Supplied entries:
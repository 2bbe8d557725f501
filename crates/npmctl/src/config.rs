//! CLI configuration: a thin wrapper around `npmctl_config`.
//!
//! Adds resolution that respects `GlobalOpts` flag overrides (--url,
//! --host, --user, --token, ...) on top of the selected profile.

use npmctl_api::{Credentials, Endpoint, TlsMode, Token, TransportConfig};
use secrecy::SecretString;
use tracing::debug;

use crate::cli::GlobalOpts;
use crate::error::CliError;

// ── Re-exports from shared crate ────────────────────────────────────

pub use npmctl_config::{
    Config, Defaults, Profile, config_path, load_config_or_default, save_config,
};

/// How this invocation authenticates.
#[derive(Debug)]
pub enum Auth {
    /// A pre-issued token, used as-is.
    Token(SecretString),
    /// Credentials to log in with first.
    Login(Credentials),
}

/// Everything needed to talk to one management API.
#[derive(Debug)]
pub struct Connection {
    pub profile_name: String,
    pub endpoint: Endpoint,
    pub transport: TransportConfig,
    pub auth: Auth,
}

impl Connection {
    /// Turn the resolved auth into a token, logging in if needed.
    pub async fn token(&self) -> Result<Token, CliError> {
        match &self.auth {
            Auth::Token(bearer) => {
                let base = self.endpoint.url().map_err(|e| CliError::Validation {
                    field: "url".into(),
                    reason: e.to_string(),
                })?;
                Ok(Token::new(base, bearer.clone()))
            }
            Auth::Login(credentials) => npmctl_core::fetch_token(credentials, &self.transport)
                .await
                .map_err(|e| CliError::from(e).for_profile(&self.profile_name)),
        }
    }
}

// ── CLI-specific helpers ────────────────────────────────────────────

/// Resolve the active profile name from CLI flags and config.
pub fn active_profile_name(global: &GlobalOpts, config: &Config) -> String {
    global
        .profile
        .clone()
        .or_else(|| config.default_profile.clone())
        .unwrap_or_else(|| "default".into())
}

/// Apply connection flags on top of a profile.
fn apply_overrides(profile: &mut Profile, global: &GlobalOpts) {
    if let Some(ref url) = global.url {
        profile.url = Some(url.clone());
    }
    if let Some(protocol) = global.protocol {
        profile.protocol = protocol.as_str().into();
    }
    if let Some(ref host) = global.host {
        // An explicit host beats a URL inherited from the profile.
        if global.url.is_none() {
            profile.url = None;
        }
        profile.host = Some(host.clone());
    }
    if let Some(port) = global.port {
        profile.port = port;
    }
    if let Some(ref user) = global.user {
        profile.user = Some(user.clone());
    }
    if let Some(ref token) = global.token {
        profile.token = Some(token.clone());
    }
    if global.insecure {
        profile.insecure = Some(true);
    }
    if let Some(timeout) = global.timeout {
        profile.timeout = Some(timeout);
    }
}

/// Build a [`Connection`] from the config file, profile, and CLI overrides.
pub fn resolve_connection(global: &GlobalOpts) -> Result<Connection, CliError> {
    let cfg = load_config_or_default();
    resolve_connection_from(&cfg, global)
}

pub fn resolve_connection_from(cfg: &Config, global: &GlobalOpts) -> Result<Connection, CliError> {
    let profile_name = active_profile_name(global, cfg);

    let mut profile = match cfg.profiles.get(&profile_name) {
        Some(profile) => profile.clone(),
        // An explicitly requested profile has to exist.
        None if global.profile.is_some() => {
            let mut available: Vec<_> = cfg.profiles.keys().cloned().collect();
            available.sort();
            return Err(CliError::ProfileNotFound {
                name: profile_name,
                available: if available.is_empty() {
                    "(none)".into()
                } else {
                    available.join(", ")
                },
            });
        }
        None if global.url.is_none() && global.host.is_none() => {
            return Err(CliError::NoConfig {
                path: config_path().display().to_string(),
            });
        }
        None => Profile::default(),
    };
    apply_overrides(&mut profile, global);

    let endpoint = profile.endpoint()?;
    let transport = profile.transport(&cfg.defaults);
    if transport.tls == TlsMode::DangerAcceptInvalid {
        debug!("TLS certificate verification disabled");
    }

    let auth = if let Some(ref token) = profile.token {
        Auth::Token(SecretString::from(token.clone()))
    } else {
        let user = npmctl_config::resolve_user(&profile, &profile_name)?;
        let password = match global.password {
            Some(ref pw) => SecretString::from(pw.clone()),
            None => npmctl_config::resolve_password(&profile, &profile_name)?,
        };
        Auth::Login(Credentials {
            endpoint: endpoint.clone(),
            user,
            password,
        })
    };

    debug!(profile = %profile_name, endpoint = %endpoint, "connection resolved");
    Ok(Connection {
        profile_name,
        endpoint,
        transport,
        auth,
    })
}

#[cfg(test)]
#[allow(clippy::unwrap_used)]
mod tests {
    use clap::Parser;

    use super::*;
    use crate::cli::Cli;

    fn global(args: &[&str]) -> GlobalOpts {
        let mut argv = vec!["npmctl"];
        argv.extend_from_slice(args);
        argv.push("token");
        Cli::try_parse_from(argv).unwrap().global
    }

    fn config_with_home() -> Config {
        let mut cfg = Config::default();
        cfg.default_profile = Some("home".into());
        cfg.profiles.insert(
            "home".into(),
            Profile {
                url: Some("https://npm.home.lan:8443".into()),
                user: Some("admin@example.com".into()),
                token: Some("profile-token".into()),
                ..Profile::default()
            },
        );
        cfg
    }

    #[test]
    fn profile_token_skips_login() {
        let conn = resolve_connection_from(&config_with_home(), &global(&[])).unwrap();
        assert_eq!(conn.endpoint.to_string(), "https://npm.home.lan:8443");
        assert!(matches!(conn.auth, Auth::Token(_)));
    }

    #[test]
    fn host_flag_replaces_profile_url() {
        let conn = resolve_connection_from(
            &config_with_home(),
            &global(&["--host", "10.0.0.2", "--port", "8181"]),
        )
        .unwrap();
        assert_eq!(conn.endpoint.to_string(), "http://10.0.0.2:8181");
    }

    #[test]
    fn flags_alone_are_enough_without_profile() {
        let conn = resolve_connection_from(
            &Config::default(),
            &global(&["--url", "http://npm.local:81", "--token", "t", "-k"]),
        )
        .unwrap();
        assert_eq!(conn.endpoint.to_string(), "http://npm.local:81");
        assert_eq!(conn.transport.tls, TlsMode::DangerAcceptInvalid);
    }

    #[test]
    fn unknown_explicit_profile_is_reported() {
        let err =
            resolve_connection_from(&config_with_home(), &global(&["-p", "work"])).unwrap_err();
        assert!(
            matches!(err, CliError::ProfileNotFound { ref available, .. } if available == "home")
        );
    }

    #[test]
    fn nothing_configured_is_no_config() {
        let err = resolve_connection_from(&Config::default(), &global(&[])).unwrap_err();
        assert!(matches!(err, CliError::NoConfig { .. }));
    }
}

What the task requires:
Search the data above for the string "bearer". Report every line where it is found.

Result below:
            Auth::Token(bearer) => {
                Ok(Token::new(base, bearer.clone()))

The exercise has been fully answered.